Russian secrecy on this point probably stems from the Afghan war, when the Soviet authorities were shocked and dismayed to be confronted with mothers using the media -- especially after glasnost -- to make public expressions of grief.

It was particularly jarring because the Soviets had internalized a narrative of themselves as stoically heroic, able to transcend massive casualties to defeat fascism. People freaking out over a relative handful of deaths in Afghanistan was completely unexpected and a major shock to the system. Demonstrations by mothers were bad enough; public support for those demonstrations was deeply disorienting. Putin and a lot of other senior people lived through that period and are working off those lessons.

So that's potentially a constraint on Russian behavior. I doubt they care about casualty figures per se. (In fact, one suspects there are probably a number of Russians in the Donbass that the Kremlin would be just as happy to see stay there, permanently, under the sod.) But they may well be wary of public reaction to casualties.

Possible additional wrinkle: this leaked report might be someone's idea of a trial balloon.


Doug M.

Well it seems that the leaked report might in fact be fake:

https://twitter.com/RuslanLeviev/status/636492934452523008 (Ruslan Leviev did a lot of work for the Nemtsov report on Russian participation in the war in Donbass and he calls the report a fake)

https://twitter.com/Bershidsky/status/636818562833870848 (Leonid Bershidsky of Bloomberg (and an opponent of Putin) also believes it is a fake, and notes that the original report on the bs-life.ru website used "v" to refer to Ukraine (the way Ukrainians refer to Ukraine apparently) instead of "na" to refer to ukraine, the way Russians do)

My. The losses do seem high, although they are not beyond plausibility.

Where can we look for proper verification? Bershidsky seems good, but is that enough to declare it fake?

Well between Bershidsky and Leviev (in particular, his own investigation of the original source site sounds really damning as to it's credibility - see here for his investigation of it: http://www.stopfake.org/en/debunking-the-fake-article-on-2000-russian-soldiers-killed-in-donbas-everyone-fell-for/) and the fact that apparently the site it is originally from as reported by Forbes doesn't seem to have much in the way of any verifiable background information (apparently it has no info on the persons who own or run the site and has no contact info except for a standard online form), I think there is enough to doubt the veracity of the site and the report.

The report is quite plausibly fake.

The number of deaths are also plausible.

It'd be best to call the source at best questionable and probably even false until some other info comes to light.

The first mistake is to compare the Donbass war with the Georgian cofnlict.
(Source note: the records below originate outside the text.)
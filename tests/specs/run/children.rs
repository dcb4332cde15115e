//! Child runbook specs
//!
//! Verify a parent run hands a step to an agent running a child runbook
//! and resumes once the child reports back.

use crate::prelude::*;
use similar_asserts::assert_eq;
use stepwise_engine::Event;
use stepwise_storage::{BindingStatus, BindingUpdate, PendingStep};

const PARENT: &str = "\
## 1. Prepare

## 2. Delegate

- [check](check.runbook.md)

- PASS: CONTINUE
- FAIL: STOP \"child failed\"

## 3. Wrap up

- PASS: COMPLETE
- FAIL: STOP
";

const CHILD: &str = "\
---
name: check
---

## 1. Lint

```bash
make lint
```

## 2. Test

```bash
make test
```

- PASS: COMPLETE
- FAIL: STOP \"tests failed\"
";

struct Family {
    temp: Project,
    manager: Manager,
    parent: Workflow,
    child: Workflow,
    parent_id: String,
}

fn family() -> Family {
    let temp = Project::empty();
    let parent_path = temp.file("parent.runbook.md", PARENT);
    temp.file("check.runbook.md", CHILD);
    let manager = temp.manager();
    let parent = temp.runbook("parent.runbook.md");
    let child = temp.runbook("check.runbook.md");
    let parent_id = manager
        .create(&parent_path, &parent, CreateOptions::default())
        .unwrap()
        .id;
    Family {
        temp,
        manager,
        parent,
        child,
        parent_id,
    }
}

/// Dispatch step 2 to `agent` and start the child run on its stack
fn delegate(f: &Family, agent: &str) -> String {
    let state = f
        .manager
        .send_event(&f.parent_id, &f.parent.steps, Event::Pass)
        .unwrap();
    assert_eq!(state.step_id(), StepId::numeric(2));

    f.manager
        .push_pending_step(
            &f.parent_id,
            PendingStep {
                step_id: state.step_id(),
                workflow: Some("check".into()),
            },
        )
        .unwrap();

    // The agent claims the oldest pending step
    let pending = f.manager.pop_pending_step(&f.parent_id).unwrap().unwrap();
    f.manager
        .bind_agent(&f.parent_id, agent, pending.step_id.clone())
        .unwrap();

    let child_id = f
        .manager
        .create(
            &f.temp.path().join("check.runbook.md"),
            &f.child,
            CreateOptions {
                agent_id: Some(agent.into()),
                parent_workflow_id: Some(f.parent_id.clone()),
                parent_step_id: Some(pending.step_id),
                prompted: false,
            },
        )
        .unwrap()
        .id;
    f.manager
        .update_agent_binding(&f.parent_id, agent, BindingUpdate::Child(child_id.clone()))
        .unwrap();
    child_id
}

/// Report the child's outcome back to the parent
fn report(f: &Family, agent: &str, child_id: &str) -> WorkflowState {
    let result = f
        .manager
        .get_child_workflow_result(child_id)
        .unwrap()
        .unwrap();
    f.manager
        .update_agent_binding(&f.parent_id, agent, BindingUpdate::Done(result))
        .unwrap();
    assert_eq!(
        f.manager.pop_workflow(Some(agent)).unwrap().as_deref(),
        Some(child_id)
    );
    let event = match result {
        StepResult::Pass => Event::Pass,
        StepResult::Fail => Event::Fail,
    };
    f.manager
        .send_event(&f.parent_id, &f.parent.steps, event)
        .unwrap()
}

#[test]
fn child_success_advances_parent() {
    let f = family();
    let child_id = delegate(&f, "agent-1");

    assert_eq!(f.manager.require_active(Some("agent-1")).unwrap(), child_id);
    assert_eq!(f.manager.require_active(None).unwrap(), f.parent_id);
    assert_eq!(f.manager.get_child_workflow_result(&child_id).unwrap(), None);

    let child = drive(&f.manager, &child_id, &f.child, &FakeExecutor::new(), 10);
    assert_eq!(child.parent_workflow_id.as_deref(), Some(f.parent_id.as_str()));

    let parent = report(&f, "agent-1", &child_id);
    assert_eq!(parent.step, StepRef::Numeric(3));
    let binding = &parent.agent_bindings["agent-1"];
    assert_eq!(binding.status, BindingStatus::Done);
    assert_eq!(binding.child_workflow_id.as_deref(), Some(child_id.as_str()));
    assert_eq!(binding.result, Some(StepResult::Pass));
}

#[test]
fn child_failure_stops_parent() {
    let f = family();
    let child_id = delegate(&f, "agent-1");

    let executor = FakeExecutor::with_results([ExecResult::success(), ExecResult::failure(1)]);
    let child = drive(&f.manager, &child_id, &f.child, &executor, 10);
    assert_eq!(child.message(), Some("tests failed"));

    let parent = report(&f, "agent-1", &child_id);
    assert!(parent.is_stopped());
    assert_eq!(parent.message(), Some("child failed"));
}

#[test]
fn parent_can_be_stashed_while_child_runs() {
    let f = family();
    let child_id = delegate(&f, "agent-1");

    assert_eq!(f.manager.stash(None).unwrap(), f.parent_id);
    assert_eq!(f.manager.active_workflow(None).unwrap(), None);

    drive(&f.manager, &child_id, &f.child, &FakeExecutor::new(), 10);
    assert_eq!(f.manager.pop_stashed(None).unwrap(), f.parent_id);
    assert_eq!(report(&f, "agent-1", &child_id).step, StepRef::Numeric(3));
}
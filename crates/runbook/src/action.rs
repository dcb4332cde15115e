// SPDX-License-Identifier: BUSL-1.1
// Copyright (c) 2026 Alfred Jean LLC

//! Action string grammar
//!
//! ```text
//! action   := RETRY [n] [fallback | "msg"] | fallback
//! fallback := CONTINUE | COMPLETE ["msg"] | STOP ["msg"] | GOTO target | NEXT
//! ```
//!
//! `NEXT` on its own is shorthand for `GOTO NEXT`. A `RETRY` without a
//! fallback stops once retries run out.

use std::iter::Peekable;
use std::vec::IntoIter;
use stepwise_core::{Action, NonRetryAction, StepId};
use thiserror::Error;

/// Why an action string was rejected
#[derive(Debug, Clone, PartialEq, Eq, Error)]
pub enum ActionError {
    #[error("missing action")]
    Empty,
    #[error("unterminated quoted message")]
    UnterminatedQuote,
    #[error("unknown action '{0}'")]
    Unknown(String),
    #[error("GOTO requires a target")]
    MissingTarget,
    #[error("invalid GOTO target '{0}'")]
    InvalidTarget(String),
    #[error("RETRY count must be at least 1")]
    ZeroRetries,
    #[error("RETRY cannot fall back to another RETRY")]
    NestedRetry,
    #[error("unexpected '{0}' after action")]
    Trailing(String),
}

#[derive(Debug, Clone, PartialEq, Eq)]
enum Token {
    Word(String),
    Quoted(String),
}

impl Token {
    fn describe(&self) -> String {
        match self {
            Token::Word(word) => word.clone(),
            Token::Quoted(text) => format!("\"{}\"", text),
        }
    }

    fn keyword(&self) -> Option<String> {
        match self {
            Token::Word(word) => Some(word.to_ascii_uppercase()),
            Token::Quoted(_) => None,
        }
    }
}

type Tokens = Peekable<IntoIter<Token>>;

/// Parse the right-hand side of a `PASS:`/`FAIL:` line
pub fn parse_action(text: &str) -> Result<Action, ActionError> {
    let mut tokens = tokenize(text)?.into_iter().peekable();
    let first = tokens.next().ok_or(ActionError::Empty)?;

    let action = if first.keyword().as_deref() == Some("RETRY") {
        parse_retry(&mut tokens)?
    } else {
        Action::NonRetry(parse_non_retry(first, &mut tokens)?)
    };

    match tokens.next() {
        Some(extra) => Err(ActionError::Trailing(extra.describe())),
        None => Ok(action),
    }
}

fn parse_retry(tokens: &mut Tokens) -> Result<Action, ActionError> {
    let max = match tokens.peek() {
        Some(Token::Word(word)) if word.chars().all(|c| c.is_ascii_digit()) => {
            let max = word
                .parse::<u32>()
                .map_err(|_| ActionError::Unknown(word.clone()))?;
            tokens.next();
            if max == 0 {
                return Err(ActionError::ZeroRetries);
            }
            max
        }
        _ => 1,
    };

    let then = match tokens.next() {
        None => NonRetryAction::Stop { message: None },
        Some(Token::Quoted(message)) => NonRetryAction::Stop {
            message: Some(message),
        },
        Some(token) if token.keyword().as_deref() == Some("RETRY") => {
            return Err(ActionError::NestedRetry)
        }
        Some(token) => parse_non_retry(token, tokens)?,
    };
    Ok(Action::retry(max, then))
}

fn parse_non_retry(first: Token, tokens: &mut Tokens) -> Result<NonRetryAction, ActionError> {
    let Some(keyword) = first.keyword() else {
        return Err(ActionError::Unknown(first.describe()));
    };

    match keyword.as_str() {
        "CONTINUE" => Ok(NonRetryAction::Continue),
        "COMPLETE" => Ok(NonRetryAction::Complete {
            message: take_message(tokens),
        }),
        "STOP" => Ok(NonRetryAction::Stop {
            message: take_message(tokens),
        }),
        "NEXT" => Ok(NonRetryAction::goto(StepId::next())),
        "GOTO" => {
            let target = match tokens.next() {
                Some(Token::Word(target)) => target,
                Some(other) => return Err(ActionError::InvalidTarget(other.describe())),
                None => return Err(ActionError::MissingTarget),
            };
            parse_target(&target).map(NonRetryAction::goto)
        }
        _ => Err(ActionError::Unknown(first.describe())),
    }
}

fn parse_target(text: &str) -> Result<StepId, ActionError> {
    if text.eq_ignore_ascii_case("NEXT") {
        return Ok(StepId::next());
    }
    StepId::parse(text).ok_or_else(|| ActionError::InvalidTarget(text.to_string()))
}

fn take_message(tokens: &mut Tokens) -> Option<String> {
    match tokens.peek() {
        Some(Token::Quoted(_)) => match tokens.next() {
            Some(Token::Quoted(message)) => Some(message),
            _ => None,
        },
        _ => None,
    }
}

/// Split on whitespace, keeping `"..."` (with `\"` and `\\` escapes) as one token
fn tokenize(text: &str) -> Result<Vec<Token>, ActionError> {
    let mut tokens = Vec::new();
    let mut chars = text.trim().chars().peekable();

    while let Some(&c) = chars.peek() {
        if c.is_whitespace() {
            chars.next();
            continue;
        }

        if c == '"' {
            chars.next();
            let mut quoted = String::new();
            loop {
                match chars.next() {
                    None => return Err(ActionError::UnterminatedQuote),
                    Some('"') => break,
                    Some('\\') => match chars.next() {
                        Some(escaped) => quoted.push(escaped),
                        None => return Err(ActionError::UnterminatedQuote),
                    },
                    Some(other) => quoted.push(other),
                }
            }
            tokens.push(Token::Quoted(quoted));
            continue;
        }

        let mut word = String::new();
        while let Some(&c) = chars.peek() {
            if c.is_whitespace() || c == '"' {
                break;
            }
            word.push(c);
            chars.next();
        }
        tokens.push(Token::Word(word));
    }

    Ok(tokens)
}

#[cfg(test)]
#[path = "action_tests.rs"]
mod tests;
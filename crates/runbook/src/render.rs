// SPDX-License-Identifier: BUSL-1.1
// Copyright (c) 2026 Alfred Jean LLC

//! Render a workflow back into runbook Markdown
//!
//! Output re-parses to the same structure. Prompts are always written as
//! `prompt` fences and step transitions come before any substeps.

use crate::types::{Command, Step, Substep, Workflow};
use serde_yaml::{Mapping, Value};
use std::path::{Path, PathBuf};
use stepwise_core::Transitions;

/// Render a workflow as runbook text
pub fn render_workflow(workflow: &Workflow) -> String {
    let mut out = String::new();

    if let Some(frontmatter) = render_frontmatter(workflow) {
        out.push_str("---\n");
        out.push_str(&frontmatter);
        out.push_str("---\n\n");
    }
    if let Some(title) = &workflow.title {
        out.push_str(&format!("# {}\n\n", title));
    }
    if let Some(description) = &workflow.description {
        out.push_str(description);
        out.push_str("\n\n");
    }

    for step in &workflow.steps {
        render_step(&mut out, step);
    }

    let trimmed = out.trim_end().len();
    out.truncate(trimmed);
    out.push('\n');
    out
}

fn render_frontmatter(workflow: &Workflow) -> Option<String> {
    let name = workflow.name.as_ref()?;
    let mut mapping = Mapping::new();
    mapping.insert("name".into(), Value::String(name.clone()));
    if let Some(version) = &workflow.version {
        mapping.insert("version".into(), Value::String(version.clone()));
    }
    if !workflow.tags.is_empty() {
        let tags = workflow.tags.iter().cloned().map(Value::String).collect();
        mapping.insert("tags".into(), Value::Sequence(tags));
    }
    match serde_yaml::to_string(&mapping) {
        Ok(yaml) => Some(yaml),
        Err(e) => {
            tracing::warn!(error = %e, "failed to render frontmatter");
            None
        }
    }
}

fn render_step(out: &mut String, step: &Step) {
    if step.description.is_empty() {
        out.push_str(&format!("## {}\n\n", step.name));
    } else {
        out.push_str(&format!("## {}. {}\n\n", step.name, step.description));
    }
    render_body(
        out,
        step.command.as_ref(),
        step.prompt.as_deref(),
        &step.child_runbooks,
        step.transitions.as_ref(),
    );
    for substep in &step.substeps {
        render_substep(out, step, substep);
    }
}

fn render_substep(out: &mut String, step: &Step, substep: &Substep) {
    out.push_str(&format!("### {}.{}", step.name, substep.id));
    if let Some(agent) = &substep.agent_type {
        out.push_str(&format!(" ({})", agent));
    }
    if !substep.description.is_empty() {
        out.push_str(&format!(". {}", substep.description));
    }
    out.push_str("\n\n");
    render_body(
        out,
        substep.command.as_ref(),
        substep.prompt.as_deref(),
        &substep.child_runbooks,
        substep.transitions.as_ref(),
    );
}

fn render_body(
    out: &mut String,
    command: Option<&Command>,
    prompt: Option<&str>,
    children: &[PathBuf],
    transitions: Option<&Transitions>,
) {
    if let Some(command) = command {
        out.push_str(&format!("```bash\n{}\n```\n\n", command.code));
    }
    if let Some(prompt) = prompt {
        out.push_str(&format!("```prompt\n{}\n```\n\n", prompt));
    }
    if !children.is_empty() {
        for child in children {
            out.push_str(&render_child(child));
        }
        out.push('\n');
    }
    if let Some(transitions) = transitions {
        let qualifier = if transitions.all { "" } else { " ANY" };
        out.push_str(&format!(
            "- {}{}: {}\n",
            transitions.pass.kind.keyword(),
            qualifier,
            transitions.pass.action
        ));
        out.push_str(&format!(
            "- {}: {}\n\n",
            transitions.fail.kind.keyword(),
            transitions.fail.action
        ));
    }
}

/// Bare paths cannot hold whitespace or backticks, or start like a link;
/// those use an angle-bracket link destination instead
fn render_child(child: &Path) -> String {
    let path = child.display().to_string();
    let bare = !path.starts_with('[') && !path.contains(|c: char| c.is_whitespace() || c == '`');
    if bare {
        return format!("- {}\n", path);
    }
    let label: String = child
        .file_name()
        .map(|n| n.to_string_lossy().into_owned())
        .unwrap_or_default()
        .chars()
        .filter(|c| !matches!(c, '[' | ']'))
        .collect();
    format!("- [{}](<{}>)\n", label, path)
}

#[cfg(test)]
#[path = "render_tests.rs"]
mod tests;
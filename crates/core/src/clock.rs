// SPDX-License-Identifier: BUSL-1.1
// Copyright (c) 2026 Alfred Jean LLC

//! Clock abstraction for run timestamps

use chrono::{DateTime, TimeDelta, Utc};
use std::sync::{Arc, Mutex};
use std::time::Duration;

/// A clock that provides wall-clock time for `started_at`/`updated_at`
pub trait Clock: Clone + Send + Sync {
    fn now(&self) -> DateTime<Utc>;
}

/// Real system clock
#[derive(Clone, Copy, Debug, Default)]
pub struct SystemClock;

impl Clock for SystemClock {
    fn now(&self) -> DateTime<Utc> {
        Utc::now()
    }
}

/// Fake clock for testing with controllable time
#[derive(Clone, Debug)]
pub struct FakeClock {
    current: Arc<Mutex<DateTime<Utc>>>,
}

impl FakeClock {
    pub fn new() -> Self {
        Self::at(DateTime::<Utc>::UNIX_EPOCH)
    }

    /// Start the clock at a fixed instant
    pub fn at(start: DateTime<Utc>) -> Self {
        Self {
            current: Arc::new(Mutex::new(start)),
        }
    }

    /// Advance the clock by the given duration
    pub fn advance(&self, duration: Duration) {
        let delta = TimeDelta::from_std(duration).unwrap_or(TimeDelta::MAX);
        let mut current = self.current.lock().unwrap_or_else(|e| e.into_inner());
        if let Some(next) = current.checked_add_signed(delta) {
            *current = next;
        }
    }

    /// Set the clock to a specific instant
    pub fn set(&self, instant: DateTime<Utc>) {
        let mut current = self.current.lock().unwrap_or_else(|e| e.into_inner());
        *current = instant;
    }
}

impl Default for FakeClock {
    fn default() -> Self {
        Self::new()
    }
}

impl Clock for FakeClock {
    fn now(&self) -> DateTime<Utc> {
        *self.current.lock().unwrap_or_else(|e| e.into_inner())
    }
}

#[cfg(test)]
#[path = "clock_tests.rs"]
mod tests;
In the Georgian conflict the Russian losses amounted mostly during August 9 when an entire mechanised battalion and army general of them was trapped between a Georgian special forces unit and infantry that rushed to help destroy them. Georgians suffered the same fate on their flanks the Ukrainians did. They got bombarded by superior artillery, yet most losses occured during retreat, as Russian 4th air army was relentlessly bombing Georgian convoys. Ukrainians had it even worse, entire convoys got ambushed and completly destroyed. In 2008 war both Georgia and Russia experienced only one such event respectively, but neither one was total anihilation. In each case some still got away with their lifes.